Algunos amigos chilenos creen que además de la morbosa búsqueda de ráting, los noticieros
pretenden crear un clima de confrontación antes de que Michelle Bachelet abandone el poder. El
sismo llegó como un último desafío para la presidenta, que tiene 80% de aprobación, y como una
amarga encomienda para su sucesor, el empresario Piñera, que había prometido expansión y
desarrollo al estilo Disney World y ahora tendrá que proceder con el cuidado de los restauradores y
anticuarios. Si el ejército comete un error en los días de toque de queda, o si se produce una
confrontación, la sucesión presidencial sería menos tersa, se podrían hacer acusaciones sobre el
origen de la violencia y se regresaría al divisionismo y la crispación que durante años dominaron a
la sociedad chilena. Las réplicas más fuertes del sismo ocurrirán en la política chilena. En Santiago,
la suspensión de vuelos y la ocasional falta de teléfonos, internet, suministro de electricidad y agua
fueron las señas visibles de la catástrofe. Esto nos dejó la sensación de estar en un reality show al
revés. Nuestra vida parecía transcurrir en la realidad controlada de un estudio de televisión mientras
las cámaras retrataban una realidad salvaje al sur de Chile. Los supermercados asaltados eran el
rostro dramático de un país donde la gente tenía hambre y las filas para cargar gasolina en los barrios
ricos de Santiago eran su rostro hipocondríaco. El terremoto de 8.8 grados ha sido el segundo más
fuerte en la historia de Chile. La isla Robinson Crusoe naufragó como el personaje que le dio su
nombre. El tsunami dejó miles de desaparecidos y sepultados en el lodo. Hasta el momento hay
unos 800 muertos. Los rescatistas chilenos que estuvieron en Haití comentan que será mucho más
difícil sacar cuerpos de construcciones de concreto, encapsulados en el lodo endurecido después
del tsunami. Fui a Santiago para participar en el Congreso Iberoamericano de Literatura Infantil y
Juvenil organizado por la editorial SM. Hablamos de ogros y hadas, magos y titiriteros, ilusiones
extremas y la forma de convertirlas en historias. Esa realidad paralela cristaliza en el lema de los
hermanos Grimm: “Entonces, cuando desear todavía era útil”. La literatura infantil practica la
utilidad del deseo. El edificio donde sesionamos, la Antigua Academia de Bellas Artes, fue uno de
los más dañados de la ciudad. Sus señoriales escaleras quedaron reducidas a escombros. En la
mañana del 27 nuestro único deseo era el de Ulises: volver a casa. Colombia, Brasil y Perú mandaron
aviones especiales para rescatar a sus compatriotas. Los españoles salieron en vuelos comerciales,
con el apoyo de su embajada. Los mexicanos sabíamos que no íbamos a ganar el Mundial pero
ignorábamos que seríamos los últimos en salir de Chile. Aguardamos con ardiente paciencia el vuelo
no comercial que prometió la embajada. En vano. Como el sismo acortó el día, nuestra burocracia
no tiene tiempo para nada. Finalmente, la editorial SM nos consiguió plazas en un vuelo comercial.

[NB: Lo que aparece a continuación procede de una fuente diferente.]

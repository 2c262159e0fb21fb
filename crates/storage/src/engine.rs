//! The contract every storage engine implements.

use crate::snapshot::{Table, Tables};
use glaze_core::schema::{EntitySchema, Model};
use glaze_core::{Record, RecordId, Result};
use serde::{Deserialize, Serialize};
use std::fmt;
use std::sync::Arc;

/// Identifies an engine implementation.
#[derive(Clone, Copy, Debug, PartialEq, Eq, Hash, Serialize, Deserialize)]
#[serde(rename_all = "lowercase")]
pub enum EngineKind {
    Relational,
    Document,
}

impl EngineKind {
    /// Format tag written into persisted files.
    pub fn format(&self) -> &'static str {
        match self {
            EngineKind::Relational => "glaze-relational/1",
            EngineKind::Document => "glaze-document/1",
        }
    }
}

impl fmt::Display for EngineKind {
    fn fmt(&self, f: &mut fmt::Formatter<'_>) -> fmt::Result {
        match self {
            EngineKind::Relational => f.write_str("relational"),
            EngineKind::Document => f.write_str("document"),
        }
    }
}

/// A storage engine: how records are represented, constrained and persisted.
///
/// Records cross this boundary in both directions; the engine's native form
/// never leaves the storage crate.
pub trait Engine: Send + Sync + 'static {
    /// Engine-native representation of one record body.
    type Native: Clone + fmt::Debug + Send + Sync + 'static;

    fn kind(&self) -> EngineKind;

    /// Converts a staged record to native form.
    ///
    /// Per-record checks (field types, required fields) happen here.
    fn encode(&self, record: &Record) -> Result<Self::Native>;

    /// Converts a stored body back into a detached record.
    fn decode(
        &self,
        schema: &Arc<EntitySchema>,
        id: RecordId,
        version: u64,
        native: &Self::Native,
    ) -> Result<Record>;

    /// Checks constraints spanning several records of one table before commit.
    fn check_table(&self, schema: &EntitySchema, table: &Table<Self::Native>) -> Result<()>;

    /// Serializes committed tables.
    fn dump(&self, model: &Model, tables: &Tables<Self::Native>) -> Result<serde_json::Value>;

    /// Restores tables written by `dump`.
    ///
    /// With `migrate` set, data written under an older schema is adapted to
    /// `model`; otherwise any disagreement is reported as corruption.
    fn load(
        &self,
        model: &Model,
        data: serde_json::Value,
        migrate: bool,
    ) -> Result<Tables<Self::Native>>;
}
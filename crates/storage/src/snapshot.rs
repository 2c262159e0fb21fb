//! Immutable committed state and the read interface observers use.

use crate::engine::Engine;
use glaze_core::schema::Model;
use glaze_core::{Record, RecordId, Result};
use glaze_query::Query;
use std::collections::BTreeMap;
use std::fmt;
use std::sync::Arc;

/// A stored record body with its commit version.
#[derive(Clone, Debug, PartialEq)]
pub struct Stored<N> {
    pub version: u64,
    pub native: N,
}

/// All records of one entity, keyed by id.
pub type Table<N> = BTreeMap<RecordId, Stored<N>>;

/// Every table of a store, shared copy-on-write between snapshots.
pub type Tables<N> = BTreeMap<String, Arc<Table<N>>>;

/// One committed state of a store.
///
/// `seq` increases by one per commit; an empty store starts at zero.
#[derive(Debug)]
pub struct Snapshot<N> {
    seq: u64,
    tables: Tables<N>,
}

impl<N> Snapshot<N> {
    pub fn new(seq: u64, tables: Tables<N>) -> Self {
        Self { seq, tables }
    }

    /// Creates an empty snapshot with a table for every entity in the model.
    pub fn empty(model: &Model) -> Self {
        let tables = model
            .entities()
            .iter()
            .map(|e| (e.name().to_string(), Arc::new(Table::new())))
            .collect();
        Self { seq: 0, tables }
    }

    #[inline]
    pub fn seq(&self) -> u64 {
        self.seq
    }

    #[inline]
    pub fn tables(&self) -> &Tables<N> {
        &self.tables
    }

    pub fn table(&self, entity: &str) -> Option<&Table<N>> {
        self.tables.get(entity).map(|t| t.as_ref())
    }

    /// Returns the number of records stored for `entity`.
    pub fn len(&self, entity: &str) -> usize {
        self.table(entity).map(|t| t.len()).unwrap_or(0)
    }

    /// Returns the largest record id in any table.
    pub fn max_id(&self) -> RecordId {
        self.tables
            .values()
            .filter_map(|t| t.keys().next_back().copied())
            .max()
            .unwrap_or(0)
    }
}

/// Engine-independent read access to one committed snapshot.
pub trait SnapshotRead: Send + Sync {
    /// Commit sequence number of this snapshot.
    fn seq(&self) -> u64;

    /// Evaluates a query, returning detached records.
    fn read(&self, query: &Query) -> Result<Vec<Record>>;

    /// Returns the number of records of `entity`.
    fn count(&self, entity: &str) -> usize;
}

/// A snapshot bound to the engine and model that can decode it.
pub struct SnapshotView<E: Engine> {
    engine: Arc<E>,
    model: Arc<Model>,
    snapshot: Arc<Snapshot<E::Native>>,
}

impl<E: Engine> SnapshotView<E> {
    pub fn new(engine: Arc<E>, model: Arc<Model>, snapshot: Arc<Snapshot<E::Native>>) -> Self {
        Self {
            engine,
            model,
            snapshot,
        }
    }
}

impl<E: Engine> SnapshotRead for SnapshotView<E> {
    fn seq(&self) -> u64 {
        self.snapshot.seq()
    }

    fn read(&self, query: &Query) -> Result<Vec<Record>> {
        let schema = self.model.require(query.entity())?;
        query.validate(schema)?;
        let Some(table) = self.snapshot.table(query.entity()) else {
            return Ok(Vec::new());
        };
        let records = table
            .iter()
            .map(|(id, stored)| self.engine.decode(schema, *id, stored.version, &stored.native))
            .collect::<Result<Vec<_>>>()?;
        Ok(query.execute(records))
    }

    fn count(&self, entity: &str) -> usize {
        self.snapshot.len(entity)
    }
}

impl<E: Engine> fmt::Debug for SnapshotView<E> {
    fn fmt(&self, f: &mut fmt::Formatter<'_>) -> fmt::Result {
        f.debug_struct("SnapshotView")
            .field("engine", &self.engine.kind())
            .field("seq", &self.snapshot.seq())
            .finish()
    }
}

Aún hay mucha gente atrapada en la zona de Concepción. Como tantas veces, los periodistas han
llegado al desastre antes que las personas que deben aliviarlo, y como siempre, los más afectados
son los que habían padecido antes el cataclismo de la pobreza. Dos días después del terremoto fui
a una casa en las afueras de Santiago, con piscina y jardines, uno de esos espacios latinoamericanos
que muestran que Miami puede estar donde sea. Había que hacer un esfuerzo para recordar que el
escenario pertenecía al país arrasado por el terremoto. En su duplicidad, la cifra 8.8 adquiere carga
simbólica: los gemelos del miedo, el diablo ante el espejo o, sencillamente, lo que somos y lo que
podemos dejar de ser. Una falla invisible decide el juego, nuestra residencia en la Tierra.